= Peter Luff (campaigner) =

British campaigner

Peter John Roussel Luff FRSA FRGS (born 14 September 1946), is a British campaigner and activist. He has been active in a number of non-governmental organisations and is now Vice Chair of the Coalition for the International Court for the Environment. He was Director of Action for a Global Climate Community from 2004 to 2012, Director General of the Royal Commonwealth Society from 1997 to 2001, Director and Vice Chair of The European Movement UK, The International European Movement from 1986 to 1995 and Assistant Director of Amnesty International UK (1974–1978).

==Personal life==
He was born in Brussels on 14 September 1946, educated at Eltham College and Swansea University where he graduated in politics and international relations. In 2013, he completed a master's degree in The Study of Religions at the School of Oriental and African Studies (SOAS).

==Career==
His first post was with the Voluntary Committee on Overseas Aid and Development and subsequently as a Counselor with the UK Immigrants Advisory Service. He was appointed Assistant Director of Amnesty International UK in 1974, where he directed several country campaigns and organised the first UK Trades Union Human Rights conference. With John Cleese, he originated and produced ‘A Poke in the Eye’ and ‘The Mermaids Frolics’, the first two shows in The Secret Policeman's Ball (1979) comedy series.

In 2002, he co-produced, with Caroline Warner, another comedy revue – ‘Peter Cook: a Posthumorous Tribute’ for The Peter Cook Foundation with a cast including David Frost, Terry Jones, Dilly Keane, Clive Anderson, Angus Deayton, David Baddiel, Josie Lawrence, Bonnie Langford and Mark Watson.

He was an assistant producer on the series Prisoners of Conscience at the BBC (1979–1981). Until 2001, Peter Luff was Director of the Royal Commonwealth Society, a pan-Commonwealth non-governmental organisation, supported by a worldwide membership, working to inform and educate people in all 54 member states about the work and importance of the Commonwealth.

Action for a Global Climate Community was an NGO seeking to find a mechanism to enable the European Union to tackle the problems of climate change together with democracies in the developing world’. As director and chief executive, Peter Luff organised with Dr Joachim Schellnhuber, founding director of the Potsdam Climate Impact Research, three conferences that brought together EU President, Jose Manuel Barroso’s Climate Advisory Council together with Prime Minister Manmohan Singh’s Climate Advisory Council.The conferences were held in Potsdam, New Delhi and London and a final report entitled Enhancing Cooperation - Report of the High-Level India-EU Dialogue (2009).'

Between 2005 and 2022, Peter Luff was on the Board of the World Federalist Movement-Institute for Global Policy where he served as Vice President and then Acting Chair of the WFM-IGP Congress.’

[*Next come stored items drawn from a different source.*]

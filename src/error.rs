//! Errors reported by a capture.

use std::time::Duration;
use thiserror::Error;

use crate::light::LightError;
use crate::traits::CameraError;

/// Why a capture produced no image.
///
/// Lower layers keep their own detailed errors; everything the caller can
/// act on collapses into these kinds, each with a readable message.
#[derive(Debug, Error)]
pub enum CaptureError {
    /// Caller input was malformed. No hardware was touched.
    #[error("invalid parameters: {0}")]
    InvalidParameters(String),
    /// The camera could not be opened or configured, or yielded no frame.
    #[error("device read failed: {0}")]
    DeviceReadFailed(String),
    /// The light line could not be claimed or driven.
    #[error("light control failed: {0}")]
    LightControlFailed(String),
    /// Another capture held the hardware longer than the lock timeout.
    #[error("hardware busy: not acquired within {0:?}")]
    HardwareBusy(Duration),
    /// The output encoder rejected the frame.
    #[error("encoding failed: {0}")]
    EncodeFailed(String),
}

impl From<CameraError> for CaptureError {
    fn from(err: CameraError) -> Self {
        Self::DeviceReadFailed(err.to_string())
    }
}

impl From<LightError> for CaptureError {
    fn from(err: LightError) -> Self {
        Self::LightControlFailed(err.to_string())
    }
}

impl From<image::ImageError> for CaptureError {
    fn from(err: image::ImageError) -> Self {
        Self::EncodeFailed(err.to_string())
    }
}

Peter Luff is presently Vice Chair of the Coalition for an International Court for the Environment. Www.icecoalition.org

He has written three books: The Simple Guide to Maastricht, The Reform of the United Nations with Georges Berthoin and A Brilliant Conspiracy – a study of the European federal agenda and a pamphlet.

Peter Luff is a Fellow of the Royal Society of Arts & Manufacturers and the Royal Geographical Society; a member of the Royal Institute for International Affairs and is a former Trustee of Responding to Conflict and the European Multicultural Foundation.

==European Movement==
Peter Luff was director of the European Movement between 1986 - 1992, when he moved to become Vice-President and Deputy Secretary-General of the international European Movement in Brussels (1992-1995). He returned as Chair of the European Movement UK between 2004 and 2007 and worked during the referendum campaign as a special adviser to the Chair, Laura Sandys.